National Archives Index Explorer¶

The National Archives provide a web based search interface for searching index catalogues of various National Archives collections.

As well as a simple search box that does a free text search over all record columns (presumably?), we can also run advanced searches that can include reference and date limits.

Search results containing the index records for your search hits can be downloaded as a CSV file.

By searching for records associated with a particular collection tag / reference, we can obtain, and thence download, a copy of the collection's index records.

We can then load these records into our own database and search them using our own search tools, as well as annotation the records using things like named entity recognition.
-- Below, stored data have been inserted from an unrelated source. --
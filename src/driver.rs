//! Source-to-pipeline driver
//!
//! Binds a byte source to the decoding pipeline: Idle until `start`
//! initializes the source adapter, Running while the worker thread drains
//! the source channel through the pipeline, back to Idle on `stop` or when
//! the source ends. A single worker owns all mutable pipeline state, so
//! frames are emitted in stream order.

use std::sync::atomic::{AtomicBool, Ordering};
use std::sync::Arc;
use std::thread::{self, JoinHandle};

use crossbeam_channel::{unbounded, Receiver, Sender};
use tracing::info;

use crate::frame::DecodedFrame;
use crate::pipeline::Pipeline;
use crate::source::{self, SourceConfig, SourceError};

/// Outbound driver events
#[derive(Debug)]
pub enum Event {
    /// A validated frame with its satellite PRN and message type
    Frame(DecodedFrame),
    /// Source lifecycle transition; `false` means the driver went Idle
    SourceState(bool),
}

/// A running capture session.
pub struct Driver {
    events: Receiver<Event>,
    stop: Arc<AtomicBool>,
    worker: Option<JoinHandle<()>>,
}

impl Driver {
    /// Initialize the source adapter and enter Running.
    ///
    /// Adapter failures (missing file, refused connection, absent serial
    /// port) are returned here and no threads are left behind.
    pub fn start(config: SourceConfig) -> Result<Self, SourceError> {
        let stop = Arc::new(AtomicBool::new(false));
        let chunks = source::spawn(config, Arc::clone(&stop))?;
        let (event_tx, event_rx) = unbounded();
        let worker_stop = Arc::clone(&stop);
        let worker = thread::spawn(move || run_worker(chunks, event_tx, worker_stop));
        Ok(Driver {
            events: event_rx,
            stop,
            worker: Some(worker),
        })
    }

    /// Channel of validated frames and lifecycle transitions.
    pub fn events(&self) -> &Receiver<Event> {
        &self.events
    }

    /// Stop the session. When this returns the worker has exited, so no
    /// further frame events will be emitted; events already queued remain
    /// readable.
    pub fn stop(&mut self) {
        self.stop.store(true, Ordering::SeqCst);
        if let Some(worker) = self.worker.take() {
            let _ = worker.join();
        }
    }
}

impl Drop for Driver {
    fn drop(&mut self) {
        self.stop();
    }
}

fn run_worker(chunks: Receiver<Vec<u8>>, events: Sender<Event>, stop: Arc<AtomicBool>) {
    let mut pipeline = Pipeline::new();
    let _ = events.send(Event::SourceState(true));
    info!("driver running");

    for chunk in chunks.iter() {
        if stop.load(Ordering::SeqCst) {
            break;
        }
        pipeline.feed(&chunk, |frame| {
            if !stop.load(Ordering::SeqCst) {
                let _ = events.send(Event::Frame(frame));
            }
        });
    }

    let _ = events.send(Event::SourceState(false));
    info!("driver stopped");
}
So let's have a go at that...

Obtaining the Index Data¶

Searching for index records associated with HO-40-1 over the period 1800-15 leads us to a search results page with the URL:

https://discovery.nationalarchives.gov.uk/results/r?_cr=HO%2040-1&_dss=range&_sd=1810&_ed=1815&_ro=any&_st=adv

This HTTP GETs the URL https://discovery.nationalarchives.gov.uk/results/r with arguments:

_cr:'HO 40-1'
_dss:'range'
_sd:1810
_ed:1815

To download the data records, we then need to click a form button, rather than a web link.

We can automate this procedure by constructing the desired URL, with appropriate arguments, ensuring the correct form download options are set, "click" the download button and capture the response.

In [1]:

# Mechanical soup is a combination of a simple virtual browser (mechanize) and
# a web scraping package (BeautifulSoup)
import mechanicalsoup

Define the URL of the search results and download page:

In [2]:

url='https://discovery.nationalarchives.gov.uk/results/r'

Specify the search limits around the collection we are interested in:

In [3]:

params = {'_cr':'HO 40-1','_dss':'range','_sd':1810,'_ed':1815}

Open the page with those parameters:

In [4]:

browser = mechanicalsoup.StatefulBrowser()
browser.open(url, params=params)

Out[4]:

<Response [200]>

Configure the search form:

In [5]:

browser.select_form('form[action="/search/download"]')
browser["expSize"] = "10"
#browser.get_current_form().print_summary()

"Click" the download button:

In [6]:

response = browser.submit_selected()

Read the response into a pandas dataframe and preview the result, casting date fields into date format:

In [7]:

#StringIO is a function for wrapping a file pointer around a string
from io import StringIO

#Pandas is a package for working with tabular datasets
import pandas as pd

In [8]:

df = pd.read_csv(StringIO(response.text))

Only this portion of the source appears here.